La propuesta fue archivada y la posibilidad de volver sobre ella aplazada hasta dentro de un año. La diputada Gael Yeomans, de Convergencia Social, celebró el rechazo en sus redes sociales con una frase de impostación heroica: “Bien por Chile, no al retroceso civilizatorio que proponía el Partido Republicano”. Luego aseguró que había otras maneras de controlar el daño provocado por los perros salvajes, sin especificar ningún plan en concreto para hacerlo. Muchos de sus seguidores en redes sociales indicaron que debían ser las municipalidades -rurales y con presupuestos modestos- o la Conaf – que hasta hace dos años contaba con 500 guardaparques mal pagados para un territorio protegido de casi 19 millones de hectáreas- los encargados de controlar las manadas caninas. Para quienes rechazaron la idea de legislar, todos los argumentos a favor del proyecto fueron considerados un “retroceso civilizatorio”. Una frase épica dicha con aplomo, pero vacía de respuesta para las instituciones que año tras año constatan cómo los ataques caninos merman la fauna nativa; una oración sin sentido para los campesinos que sufren la pérdida de ganado o animales de granja; un eslogan frívolo para quienes han sobrevivido a las mordeduras de jaurías ferales.

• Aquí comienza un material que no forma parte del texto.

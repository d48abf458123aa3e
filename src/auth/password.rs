// SPDX-License-Identifier: AGPL-3.0-or-later
//
// Copyright (C) 2026 Relational Network

//! Salted password hashing (bcrypt).
//!
//! bcrypt is deliberately slow, so both operations run on the blocking pool
//! rather than on an executor thread.

use std::sync::OnceLock;

/// Lowest work factor accepted from configuration.
pub const MIN_COST: u32 = 10;

/// Work factor used when none is configured.
pub const DEFAULT_COST: u32 = 12;

/// bcrypt only reads this many bytes of input.
pub const MAX_PASSWORD_BYTES: usize = 72;

#[derive(Debug, thiserror::Error)]
pub enum PasswordError {
    #[error("bcrypt error: {0}")]
    Bcrypt(#[from] bcrypt::BcryptError),

    #[error("hashing task failed: {0}")]
    Join(#[from] tokio::task::JoinError),
}

/// Hash a plaintext password with a fresh salt.
///
/// Fails instead of truncating input longer than [`MAX_PASSWORD_BYTES`].
pub async fn hash(password: &str, cost: u32) -> Result<String, PasswordError> {
    let password = password.to_owned();
    let hashed =
        tokio::task::spawn_blocking(move || bcrypt::non_truncating_hash(password, cost)).await??;
    Ok(hashed)
}

/// Check a plaintext password against a stored hash.
///
/// bcrypt compares digests in constant time.
pub async fn verify(password: &str, stored_hash: &str) -> Result<bool, PasswordError> {
    let password = password.to_owned();
    let stored_hash = stored_hash.to_owned();
    let matches =
        tokio::task::spawn_blocking(move || bcrypt::verify(password, &stored_hash)).await??;
    Ok(matches)
}

/// Burn one verification against a throwaway hash.
///
/// Called when the e-mail is unknown so that login takes about as long as it
/// does for a wrong password.
pub async fn verify_dummy(password: &str, cost: u32) {
    static DUMMY_HASH: OnceLock<Option<String>> = OnceLock::new();

    let password = password.to_owned();
    let _ = tokio::task::spawn_blocking(move || {
        let dummy = DUMMY_HASH.get_or_init(|| bcrypt::hash("storefront-dummy-password", cost).ok());
        if let Some(dummy) = dummy {
            let _ = bcrypt::verify(password, dummy);
        }
    })
    .await;
}
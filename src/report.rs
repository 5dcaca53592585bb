use std::{
    fs,
    path::{Path, PathBuf},
};

use anyhow::{Context, Result};
use chrono::{DateTime, Local};
use serde::Serialize;

use crate::generator::Mode;

/// What a completed run produced, including the seed needed to replay it.
#[derive(Clone, Debug, Serialize)]
pub struct RunReport {
    pub mode: Mode,
    pub count: usize,
    pub min: i64,
    pub max: i64,
    pub seed: u64,
    pub output: PathBuf,
    pub started_at: DateTime<Local>,
    pub finished_at: DateTime<Local>,
    pub duration_ms: u128,
}

impl RunReport {
    pub fn write(&self, path: &Path) -> Result<()> {
        let json = serde_json::to_string_pretty(self).context("failed to serialize run report")?;
        fs::write(path, json).with_context(|| format!("failed to write report {}", path.display()))
    }
}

En un mundo ideal podríamos identificar a cada uno de los humanos que eludieron la responsabilidad de tener una mascota y la abandonaron a su suerte. Buscarlos y obligarlos a que asuman el daño que han infligido sus animales. Pero si consideramos que en nuestro país hay más de un millón 300 mil perros rurales, y que el 85 por ciento de ellos vive sin supervisión, no será una tarea expedita. No me imagino la manera de vincular a cada uno de esos animales con un amo, ni cuánto tardaría el proceso, ni qué institución podría llevarlo a cabo, pero esa sería la aspiración de quienes consideran que su deber no es darles una solución a los desafíos de las comunidades que representan, sino ofrecerle al país lecciones de una moral nueva que desdeña el conocimiento de los expertos. Una moral parecida en su rigidez, a esa a la que muchos acudían en los años 90 para frenar la posibilidad de discutir en el Congreso temas como el divorcio, el aborto, una ley de filiación moderna o el matrimonio igualitario: tan solo la intención de legislar podría destruir el país, era la razón utilizada para vetar el debate.

El progresismo local -particularmente el Frente Amplio- ha contribuido desde hace un tiempo, con sus declaraciones y conductas, a que se fabriquen caricaturas de su imagen. Ha ofrecido material para crear y difundir la idea de una izquierda desorientada en sus prioridades y torpe en sus ejecuciones, que habita un universo del tamaño de una comuna santiaguina; una izquierda con autoridades y representantes cuya experiencia laboral se reduce a sus años de dirigencia estudiantil, pero que se conducen con la seguridad en sí mismos de quienes vienen de vuelta. Claro que es un reduccionismo injusto, pero hay quienes han hecho méritos para merecer la burla. Mal que mal, es un sector político que después de tener todo a su favor para lograr los cambios que tanto y tantos esperaban, ahora luce acorralado en su propio ombligo, usando como pedestal un ego torpemente esculpido; un grupo que padece una soberbia distinta a la de sus antecesores en el poder, pero igual de repelente para un electorado que busca respuesta a sus necesidades y lo que recibe de ellos son lecciones de moral difundidas con el entusiasmo de los predicadores callejeros, esos que se pasan los días distinguiendo a viva voz entre santos y pecadores, aunque ya nadie los esté escuchando.